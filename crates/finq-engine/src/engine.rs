//! Query engine facade
//!
//! [`QueryEngine::handle_query`] runs one conversational turn end to end:
//! classify, enrich, assemble, ask the model ladder (or the agent loop) and
//! record the turn. Callers always get a [`QueryAnswer`]; failures surface as
//! an apology plus an `error_tag`, never as a raw error.

use crate::agent_loop::{AgentLoop, Termination, ToolInvocation};
use crate::backoff::Backoff;
use crate::cascade::Cascade;
use crate::config::{EngineConfig, split_model_id};
use crate::enrichment::{DataKind, EnrichmentResult};
use crate::error::{EngineError, Result};
use crate::gateway::ProviderGateway;
use crate::health::{HealthRegistry, HealthSnapshot};
use crate::intent::{Intent, IntentClassifier, Query};
use crate::memory::{ConversationMemory, ConversationStore, TurnRole};
use crate::notify::{LogSink, NotificationSink, alerts_for, dispatch};
use crate::orchestrator::{ModelCandidate, Orchestrator, SourceTag};
use crate::prompt::{DEFAULT_PREAMBLE, PromptAssembler};
use crate::providers::{BraveSearchClient, FinnhubClient, FredClient, Provider, YahooFinanceClient};
use crate::template::{APOLOGY, TemplateResponder};
use crate::validator::ResponseValidator;
use finq_llm::LLMProvider;
use finq_llm::providers::{AnthropicConfig, AnthropicProvider, OpenAIConfig, OpenAIProvider};
use serde::Serialize;
use std::collections::HashMap;
use std::sync::Arc;
use tokio::time::Instant;
use tracing::{info, instrument, warn};

/// Base URL for `local/<model>` candidates when `FINQ_LOCAL_API_BASE` is unset
const DEFAULT_LOCAL_API_BASE: &str = "http://localhost:1234/v1";

/// A fact that informed the answer
#[derive(Debug, Clone, PartialEq, Serialize)]
pub struct UsedFact {
    /// `kind:subject`
    pub key: String,
    /// Rendered value
    pub value: String,
    /// Provider that supplied it
    pub provider: String,
}

/// Answer to one query
#[derive(Debug, Clone, Serialize)]
pub struct QueryAnswer {
    /// Text shown to the user
    pub answer: String,
    /// Provenance of the text
    pub source: SourceTag,
    /// Facts available to the answer, most relevant first
    pub used_facts: Vec<UsedFact>,
    /// Tool calls made in agent mode
    #[serde(skip_serializing_if = "Option::is_none")]
    pub tool_trace: Option<Vec<ToolInvocation>>,
    /// Model that produced the text
    #[serde(skip_serializing_if = "Option::is_none")]
    pub model: Option<String>,
    /// Internal error tag for degraded answers
    #[serde(skip_serializing_if = "Option::is_none")]
    pub error_tag: Option<&'static str>,
}

impl QueryAnswer {
    fn apology(err: &EngineError) -> Self {
        Self {
            answer: APOLOGY.to_string(),
            source: SourceTag::Error,
            used_facts: Vec::new(),
            tool_trace: None,
            model: None,
            error_tag: Some(err.tag()),
        }
    }
}

fn used_facts(intent: &Intent, facts: &EnrichmentResult) -> Vec<UsedFact> {
    facts
        .ranked(intent)
        .into_iter()
        .map(|(key, fact)| UsedFact {
            key: key.to_string(),
            value: fact.value.render(),
            provider: fact.provider.clone(),
        })
        .collect()
}

/// Fresh conversation id
pub fn new_conversation_id() -> String {
    uuid::Uuid::new_v4().to_string()
}

/// Financial query engine
pub struct QueryEngine {
    config: EngineConfig,
    classifier: IntentClassifier,
    cascade: Arc<Cascade>,
    orchestrator: Arc<Orchestrator>,
    assembler: PromptAssembler,
    agent: AgentLoop,
    conversations: ConversationStore,
    sink: Arc<dyn NotificationSink>,
    health: HealthRegistry,
    template: TemplateResponder,
}

impl std::fmt::Debug for QueryEngine {
    fn fmt(&self, f: &mut std::fmt::Formatter<'_>) -> std::fmt::Result {
        f.debug_struct("QueryEngine")
            .field("cascade", &self.cascade)
            .field("orchestrator", &self.orchestrator)
            .field("conversations", &self.conversations.len())
            .finish_non_exhaustive()
    }
}

impl QueryEngine {
    /// Start building an engine
    pub fn builder(config: EngineConfig) -> QueryEngineBuilder {
        QueryEngineBuilder::new(config)
    }

    /// Engine configured from the environment with the default providers
    pub fn from_env() -> Result<Self> {
        Self::builder(EngineConfig::from_env()?).build()
    }

    /// Configuration in use
    pub fn config(&self) -> &EngineConfig {
        &self.config
    }

    /// Circuit state of every provider and model seen so far
    pub fn health_snapshots(&self) -> Vec<HealthSnapshot> {
        self.health.snapshots()
    }

    /// Model candidate ids, best first
    pub fn models(&self) -> Vec<String> {
        self.orchestrator.candidates()
    }

    /// Provider names serving a data kind, in priority order
    pub fn chain(&self, kind: DataKind) -> Vec<&str> {
        self.cascade.chain(kind)
    }

    /// Forget a conversation; returns whether it existed
    pub fn end_conversation(&self, conversation_id: &str) -> bool {
        self.conversations.end(conversation_id)
    }

    /// Answer one query within an optional deadline
    ///
    /// Turns of the same conversation are serialized: the conversation's
    /// memory stays locked until this turn has been recorded.
    #[instrument(skip(self, text, deadline))]
    pub async fn handle_query(&self, text: &str, conversation_id: &str, deadline: Option<Instant>) -> QueryAnswer {
        let memory = self.conversations.conversation(conversation_id);
        let mut memory = memory.lock().await;

        let query = match Query::new(text, conversation_id, &self.classifier) {
            Ok(query) => query,
            Err(e) => {
                warn!(error = %e, "Rejected query");
                return QueryAnswer::apology(&e);
            }
        };
        let intent = query.intent();
        info!(category = %intent.category, tickers = ?intent.tickers, "Classified query");

        let mut facts = self.cascade.enrich(intent, query.text(), deadline).await;
        dispatch(&self.sink, alerts_for(&facts, self.config.alert_threshold_pct));
        facts.add_allocation(intent);

        let answer = if facts.timed_out() {
            self.degraded_answer(intent, &facts, &EngineError::DeadlineExceeded)
        } else if let Err(e) = facts.check_required(intent) {
            info!(error = %e, "Answering from template");
            self.degraded_answer(intent, &facts, &e)
        } else {
            let compose = self.compose(&query, &facts, &memory);
            match deadline {
                Some(at) => match tokio::time::timeout_at(at, compose).await {
                    Ok(answer) => answer,
                    Err(_) => {
                        warn!("Deadline passed while composing, answering from template");
                        self.degraded_answer(intent, &facts, &EngineError::DeadlineExceeded)
                    }
                },
                None => compose.await,
            }
        };

        memory.record(TurnRole::User, query.text());
        memory.record(TurnRole::Assistant, answer.answer.clone());
        info!(source = %answer.source, facts = answer.used_facts.len(), "Query answered");
        answer
    }

    /// Model (or agent) answer over enriched facts
    async fn compose(&self, query: &Query, facts: &EnrichmentResult, memory: &ConversationMemory) -> QueryAnswer {
        let intent = query.intent();
        let primary = self.orchestrator.candidates().into_iter().next().unwrap_or_default();
        let request = match self.assembler.assemble(
            query.text(),
            intent,
            facts,
            memory,
            split_model_id(&primary).map_or("", |(_, model)| model),
            self.config.temperature,
            self.config.max_tokens,
        ) {
            Ok(request) => request,
            Err(e) => {
                warn!(error = %e, "Prompt assembly failed");
                return self.template_answer(intent, facts);
            }
        };

        if !self.config.agent_mode {
            let response = self.orchestrator.answer(&request, intent, facts).await;
            return QueryAnswer {
                source: if response.text == APOLOGY { SourceTag::Error } else { response.source },
                answer: response.text,
                used_facts: used_facts(intent, facts),
                tool_trace: None,
                model: response.model,
                error_tag: None,
            };
        }

        let outcome = self.agent.run(&request).await;
        info!(termination = ?outcome.termination, steps = outcome.trace.len(), "Agent loop ended");
        let mut answer = match (outcome.answer, outcome.termination) {
            (Some(text), Termination::FinalAnswer) => QueryAnswer {
                answer: text,
                source: SourceTag::Model,
                used_facts: used_facts(intent, facts),
                tool_trace: None,
                model: outcome.model,
                error_tag: None,
            },
            (Some(text), _) => QueryAnswer {
                answer: text,
                source: SourceTag::Template,
                used_facts: used_facts(intent, facts),
                tool_trace: None,
                model: outcome.model,
                error_tag: None,
            },
            (None, _) => self.template_answer(intent, facts),
        };
        if outcome.termination == Termination::StepLimit {
            answer.error_tag = Some(EngineError::StepLimitExceeded(self.agent.max_steps()).tag());
        }
        answer.tool_trace = Some(outcome.trace);
        answer
    }

    /// Template answer tagged with the error that forced it
    fn degraded_answer(&self, intent: &Intent, facts: &EnrichmentResult, err: &EngineError) -> QueryAnswer {
        let mut answer = self.template_answer(intent, facts);
        answer.error_tag = Some(err.tag());
        answer
    }

    /// Facts-only answer; the apology when there are no facts
    fn template_answer(&self, intent: &Intent, facts: &EnrichmentResult) -> QueryAnswer {
        QueryAnswer {
            answer: self.template.respond(intent, facts),
            source: if facts.is_empty() { SourceTag::Error } else { SourceTag::Template },
            used_facts: used_facts(intent, facts),
            tool_trace: None,
            model: None,
            error_tag: None,
        }
    }
}

/// Builder for [`QueryEngine`]
pub struct QueryEngineBuilder {
    config: EngineConfig,
    chains: HashMap<DataKind, Vec<Arc<dyn Provider>>>,
    candidates: Option<Vec<ModelCandidate>>,
    sink: Option<Arc<dyn NotificationSink>>,
    preamble: Option<String>,
}

impl QueryEngineBuilder {
    /// Builder over a configuration
    pub fn new(config: EngineConfig) -> Self {
        Self {
            config,
            chains: HashMap::new(),
            candidates: None,
            sink: None,
            preamble: None,
        }
    }

    /// Use this provider chain for a data kind instead of the default
    pub fn chain(mut self, kind: DataKind, providers: Vec<Arc<dyn Provider>>) -> Self {
        self.chains.insert(kind, providers);
        self
    }

    /// Use these model candidates instead of the configured models
    pub fn candidates(mut self, candidates: Vec<ModelCandidate>) -> Self {
        self.candidates = Some(candidates);
        self
    }

    /// Deliver alerts to `sink` instead of the log
    pub fn sink(mut self, sink: Arc<dyn NotificationSink>) -> Self {
        self.sink = Some(sink);
        self
    }

    /// Replace the role preamble of the system prompt
    pub fn preamble(mut self, preamble: impl Into<String>) -> Self {
        self.preamble = Some(preamble.into());
        self
    }

    /// Validate the configuration and wire the engine
    pub fn build(self) -> Result<QueryEngine> {
        let config = self.config;
        config.validate()?;

        let health = HealthRegistry::new(config.breaker);
        let gateway = ProviderGateway::new(health.clone());

        let mut chains = default_chains(&config);
        chains.extend(self.chains);
        let mut cascade = Cascade::new(
            gateway.clone(),
            Backoff::new(config.backoff),
            config.provider_timeout,
            config.cascade_pool_size,
        )
        .with_news_max_results(config.news_max_results);
        for (kind, providers) in chains {
            cascade = cascade.with_chain(kind, providers);
        }
        let cascade = Arc::new(cascade);

        let candidates = match self.candidates {
            Some(candidates) => candidates,
            None => candidates_from_config(&config),
        };
        if candidates.is_empty() {
            warn!("No model candidate available, answers will come from templates");
        }
        let orchestrator = Arc::new(Orchestrator::new(
            gateway,
            candidates,
            ResponseValidator::new(config.max_response_chars),
            config.llm_timeout,
        ));

        let registry = Arc::new(crate::tools::registry(Arc::clone(&cascade)));
        let agent = AgentLoop::new(Arc::clone(&orchestrator), registry, config.agent_max_steps);

        let assembler = PromptAssembler::new(
            self.preamble.as_deref().unwrap_or(DEFAULT_PREAMBLE),
            config.prompt_max_chars,
            config.memory_turns_in_prompt,
        )?;

        info!(
            models = ?orchestrator.candidates(),
            quote_chain = ?cascade.chain(DataKind::Quote),
            news_chain = ?cascade.chain(DataKind::News),
            agent_mode = config.agent_mode,
            "Query engine ready"
        );

        Ok(QueryEngine {
            classifier: IntentClassifier::new(config.max_tickers),
            conversations: ConversationStore::with_limit(config.memory_capacity, config.max_conversations),
            sink: self.sink.unwrap_or_else(|| Arc::new(LogSink)),
            template: TemplateResponder::new(),
            cascade,
            orchestrator,
            assembler,
            agent,
            health,
            config,
        })
    }
}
────────────────
» **Activity**
What lines in the material mention "primary"? Copy every one of them.

» **Response to the exercise**
        let primary = self.orchestrator.candidates().into_iter().next().unwrap_or_default();
            split_model_id(&primary).map_or("", |(_, model)| model),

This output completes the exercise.